Category: Battlestar Galactica (2003)
Genre: Complete, Cylon POV, Cylon Raider - Freeform, Gen, One-Shot, Reincarnation
Language: English
Status: Completed
Published: 2018-12-02
Updated: 2018-12-02
Packaged: 2019-09-05 18:20:29
Rating: General Audiences
Warnings: No Archive Warnings Apply
Chapters: 1
Words: 1,064
Publisher: archiveofourown.org
Story URL: https://archiveofourown.org/works/16815964
Author URL: https://archiveofourown.org/users/katvoira/pseuds/katvoira
Summary: The first time she died, she wasn't prepared for the pain.





	Burning

The first time she died, she wasn't prepared for the pain.

They were all new, shiny, untested in combat. Not a scratch on any of them. Then they went out, homing in on those wireless communication signals, and the occasional ding on their armour told them the flesh-enemies had scored a hit.

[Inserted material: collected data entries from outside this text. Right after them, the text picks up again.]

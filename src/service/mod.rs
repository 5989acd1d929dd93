//! # Services
//!
//! Wiring of the core components into a running VASP endpoint.
//!
//! ## Components
//! - **VaspInstance**: owns the transport subscriptions, authenticates
//!   inbound messages, drives dispatch and signs outgoing responses
//! - **AccountService / AccountTransferHandler**: the ledger
//!   collaborator behind the three transfer business hooks, with an
//!   in-memory implementation for tests and demos

pub mod account;
pub mod instance;

pub use account::{AccountService, AccountTransferHandler, InMemoryAccountService};
pub use instance::VaspInstance;
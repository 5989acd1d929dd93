//! # Transport Contract
//!
//! What the protocol core requires from the pub/sub transport, and an
//! in-process adapter implementing it for tests and demos.
//!
//! The core never frames, encrypts or routes wire traffic itself. It
//! needs three things: counterparty identity resolution
//! ([`VaspDirectory`]), topic publication with a chosen encryption mode
//! ([`MessageTransport::publish`]), and a subscription that delivers
//! decrypted payloads ([`MessageTransport::subscribe`]). Delivery is
//! at-least-once with no inter-message ordering; message ids carry the
//! logical order.

pub mod envelope;
pub mod local;

pub use local::LocalTransport;

use crate::error::{Result, VaspError};
use crate::model::{EncryptionType, VaspCode, VaspInfo};
use async_trait::async_trait;
use bytes::Bytes;
use std::collections::HashMap;
use tokio::sync::mpsc;

/// Pub/sub channel address. Derivation from a VASP code is an adapter
/// concern; the core treats topics as opaque strings.
#[derive(Debug, Clone, PartialEq, Eq, Hash)]
pub struct Topic(String);

impl Topic {
    pub fn new(topic: impl Into<String>) -> Self {
        Self(topic.into())
    }

    /// The adapter-level convention used by the local bus: one inbound
    /// topic per VASP, named after its code.
    pub fn for_vasp(code: &VaspCode) -> Self {
        Self(format!("0x{code}"))
    }

    pub fn as_str(&self) -> &str {
        &self.0
    }
}

impl std::fmt::Display for Topic {
    fn fmt(&self, f: &mut std::fmt::Formatter<'_>) -> std::fmt::Result {
        f.write_str(&self.0)
    }
}

/// One decrypted delivery from a subscription.
#[derive(Debug, Clone)]
pub struct TopicEvent {
    pub topic: Topic,
    /// Decrypted payload: the signed JSON body of a protocol message.
    pub payload: Bytes,
}

/// The pub/sub transport the core publishes through and listens on.
#[async_trait]
pub trait MessageTransport: Send + Sync {
    /// Seal a payload for the topic under the given encryption mode and
    /// key (shared key for symmetric, the recipient's handshake public
    /// key for asymmetric) and deliver it to every matching subscriber.
    async fn publish(
        &self,
        topic: &Topic,
        encryption: EncryptionType,
        key: &str,
        payload: Bytes,
    ) -> Result<()>;

    /// Register a subscription on a topic. The returned channel yields
    /// only payloads that open under the given key (own handshake
    /// private key for asymmetric, the shared key for symmetric).
    async fn subscribe(
        &self,
        topic: &Topic,
        encryption: EncryptionType,
        key: &str,
    ) -> Result<mpsc::Receiver<TopicEvent>>;
}

/// Counterparty identity lookup, normally backed by the on-chain
/// contract registry.
#[async_trait]
pub trait VaspDirectory: Send + Sync {
    async fn resolve(&self, vasp_code: &VaspCode) -> Result<VaspInfo>;
}

/// Fixed in-memory directory for tests and local wiring.
#[derive(Debug, Clone, Default)]
pub struct StaticDirectory {
    entries: HashMap<VaspCode, VaspInfo>,
}

impl StaticDirectory {
    pub fn new() -> Self {
        Self::default()
    }

    pub fn with_entry(mut self, info: VaspInfo) -> Self {
        self.entries.insert(info.vasp_code.clone(), info);
        self
    }
}

#[async_trait]
impl VaspDirectory for StaticDirectory {
    async fn resolve(&self, vasp_code: &VaspCode) -> Result<VaspInfo> {
        self.entries
            .get(vasp_code)
            .cloned()
            .ok_or_else(|| VaspError::Transport(format!("unknown VASP code {vasp_code}")))
    }
}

It wasn't pain, not yet; only acknowledgement.

They gathered back into their hangar and quietly discussed the disturbing feeling of something hitting their armour. One claimed she'd seen her wingmate disappear in a hail of those ding-pieces.

She didn't believe the stories, then. She didn't believe them while they chased the flesh-enemies through space, beyond where even their hangar-home's data had seen. She didn't believe them until they had been sent out on patrol, scouting for orbital satellites with specific atmospheric readings. One of her hangar-mates said it was called 'water', though what that was supposed to mean she didn't know.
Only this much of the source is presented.